Stored data:
########################################
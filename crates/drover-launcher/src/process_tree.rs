//! Leaf-first signalling of a worker's process tree.
//!
//! A worker is often a wrapper (a shell, a language runtime launcher) with
//! the real server underneath it. Force-killing only the root would orphan
//! the server, so forced termination walks the tree from the root pid and
//! signals every descendant before the root itself.
//!
//! # Security
//!
//! - Refuses to target PID 0 or PID 1.
//! - Only signals processes owned by the master's UID.
//! - Treats ESRCH (already dead) and EPERM (not ours) as skips.

use std::collections::{HashMap, VecDeque};

use nix::sys::signal::{self, Signal};
use nix::unistd::Pid;
use tracing::{debug, info, warn};

use drover_types::DroverError;

/// One row of the process table.
#[derive(Debug, Clone)]
struct ProcessInfo {
    pid: i32,
    ppid: i32,
    uid: u32,
}

/// PIDs that must never be signalled.
const PROTECTED_PIDS: [i32; 2] = [0, 1];

fn is_protected(pid: i32) -> bool {
    PROTECTED_PIDS.contains(&pid)
}

fn validate_pid(pid: i32) -> Result<(), DroverError> {
    if is_protected(pid) {
        return Err(DroverError::Signal(format!(
            "refusing to signal protected PID {pid}"
        )));
    }
    if pid < 0 {
        return Err(DroverError::Signal(format!("invalid negative PID {pid}")));
    }
    Ok(())
}

fn current_uid() -> u32 {
    // Safety: getuid() is always safe and cannot fail.
    unsafe { libc::getuid() }
}

/// Enumerate all processes on macOS using libproc.
#[cfg(target_os = "macos")]
fn enumerate_processes() -> Result<Vec<ProcessInfo>, DroverError> {
    use std::mem;

    // PROC_ALL_PIDS from <sys/proc_info.h>.
    const PROC_ALL_PIDS: u32 = 1;

    let num_bytes = unsafe { libc::proc_listpids(PROC_ALL_PIDS, 0, std::ptr::null_mut(), 0) };
    if num_bytes <= 0 {
        return Err(DroverError::Signal(format!(
            "proc_listpids size query failed: {}",
            std::io::Error::last_os_error()
        )));
    }

    // Headroom for processes created between the two calls.
    let pid_count = (num_bytes as usize / mem::size_of::<libc::pid_t>()) + 64;
    let mut pids: Vec<libc::pid_t> = vec![0; pid_count];
    let buf_size = (pid_count * mem::size_of::<libc::pid_t>()) as libc::c_int;

    let actual_bytes =
        unsafe { libc::proc_listpids(PROC_ALL_PIDS, 0, pids.as_mut_ptr().cast(), buf_size) };
    if actual_bytes <= 0 {
        return Err(DroverError::Signal(format!(
            "proc_listpids data query failed: {}",
            std::io::Error::last_os_error()
        )));
    }
    pids.truncate(actual_bytes as usize / mem::size_of::<libc::pid_t>());

    let bsdinfo_size = mem::size_of::<libc::proc_bsdinfo>() as libc::c_int;
    let mut processes = Vec::with_capacity(pids.len());
    for &pid in &pids {
        if pid <= 0 {
            continue;
        }
        let mut info: libc::proc_bsdinfo = unsafe { mem::zeroed() };
        let ret = unsafe {
            libc::proc_pidinfo(
                pid,
                libc::PROC_PIDTBSDINFO,
                0,
                (&raw mut info).cast(),
                bsdinfo_size,
            )
        };
        if ret <= 0 {
            continue;
        }
        processes.push(ProcessInfo {
            pid,
            ppid: info.pbi_ppid as i32,
            uid: info.pbi_uid,
        });
    }

    Ok(processes)
}

/// Enumerate all processes on Linux by reading /proc.
#[cfg(target_os = "linux")]
fn enumerate_processes() -> Result<Vec<ProcessInfo>, DroverError> {
    use std::fs;

    let entries = fs::read_dir("/proc")
        .map_err(|e| DroverError::Signal(format!("cannot read /proc: {e}")))?;

    let mut processes = Vec::new();
    for entry in entries.flatten() {
        let Ok(pid) = entry.file_name().to_string_lossy().parse::<i32>() else {
            continue;
        };
        // The process may exit between read_dir and this read.
        let Ok(status) = fs::read_to_string(format!("/proc/{pid}/status")) else {
            continue;
        };

        let mut ppid = 0;
        let mut uid = u32::MAX;
        for line in status.lines() {
            if let Some(val) = line.strip_prefix("PPid:\t") {
                ppid = val.trim().parse().unwrap_or(0);
            } else if let Some(val) = line.strip_prefix("Uid:\t") {
                // real, effective, saved, filesystem: take the real UID.
                uid = val
                    .split_whitespace()
                    .next()
                    .and_then(|s| s.parse().ok())
                    .unwrap_or(u32::MAX);
            }
        }
        processes.push(ProcessInfo { pid, ppid, uid });
    }

    Ok(processes)
}

/// All descendants of `root_pid`, deepest first.
fn find_descendants(root_pid: i32, processes: &[ProcessInfo]) -> Vec<i32> {
    let mut children: HashMap<i32, Vec<i32>> = HashMap::new();
    for p in processes {
        children.entry(p.ppid).or_default().push(p.pid);
    }

    let mut found = Vec::new();
    let mut queue = VecDeque::from([root_pid]);
    while let Some(pid) = queue.pop_front() {
        for &child in children.get(&pid).into_iter().flatten() {
            if child == root_pid {
                continue;
            }
            found.push(child);
            queue.push_back(child);
        }
    }

    // BFS yields parents before children.
    found.reverse();
    found
}

fn owned_by(pid: i32, uid: u32, processes: &[ProcessInfo]) -> bool {
    processes.iter().any(|p| p.pid == pid && p.uid == uid)
}

/// Send one signal. `Ok(false)` means the target was gone or not ours.
fn send_signal(pid: i32, sig: Signal) -> Result<bool, DroverError> {
    match signal::kill(Pid::from_raw(pid), sig) {
        Ok(()) => Ok(true),
        Err(nix::errno::Errno::ESRCH) => {
            debug!(pid, signal = ?sig, "process already dead (ESRCH)");
            Ok(false)
        }
        Err(nix::errno::Errno::EPERM) => {
            warn!(pid, signal = ?sig, "permission denied (EPERM), skipping");
            Ok(false)
        }
        Err(e) => Err(DroverError::Signal(format!(
            "failed to send {sig:?} to PID {pid}: {e}"
        ))),
    }
}

/// Whether a process with this pid exists (zombies included).
pub fn is_alive(pid: i32) -> bool {
    signal::kill(Pid::from_raw(pid), None).is_ok()
}

/// Signal every process in the tree rooted at `root_pid`, leaves first.
///
/// Returns how many processes were signalled. A root that has already
/// exited is not an error and yields `Ok(0)`.
pub fn signal_tree(root_pid: i32, sig: Signal) -> Result<usize, DroverError> {
    validate_pid(root_pid)?;

    let processes = enumerate_processes()?;
    let uid = current_uid();

    if !owned_by(root_pid, uid, &processes) {
        if !is_alive(root_pid) {
            debug!(root_pid, "root process already exited");
            return Ok(0);
        }
        return Err(DroverError::Signal(format!(
            "root PID {root_pid} is not owned by current user (UID {uid})"
        )));
    }

    let mut targets: Vec<i32> = find_descendants(root_pid, &processes)
        .into_iter()
        .filter(|&pid| {
            if is_protected(pid) || !owned_by(pid, uid, &processes) {
                warn!(pid, "skipping process outside our ownership in worker tree");
                return false;
            }
            true
        })
        .collect();
    targets.push(root_pid);

    info!(
        root_pid,
        count = targets.len(),
        signal = ?sig,
        "signalling worker process tree"
    );

    let mut signalled = 0;
    for pid in targets {
        if send_signal(pid, sig)? {
            signalled += 1;
        }
    }
    Ok(signalled)
}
########################################
* _What the task asks_:
Nothing but a number should be given: the count of lines above in which the word "yields" occurs.

* _Answer to this exercise_:
2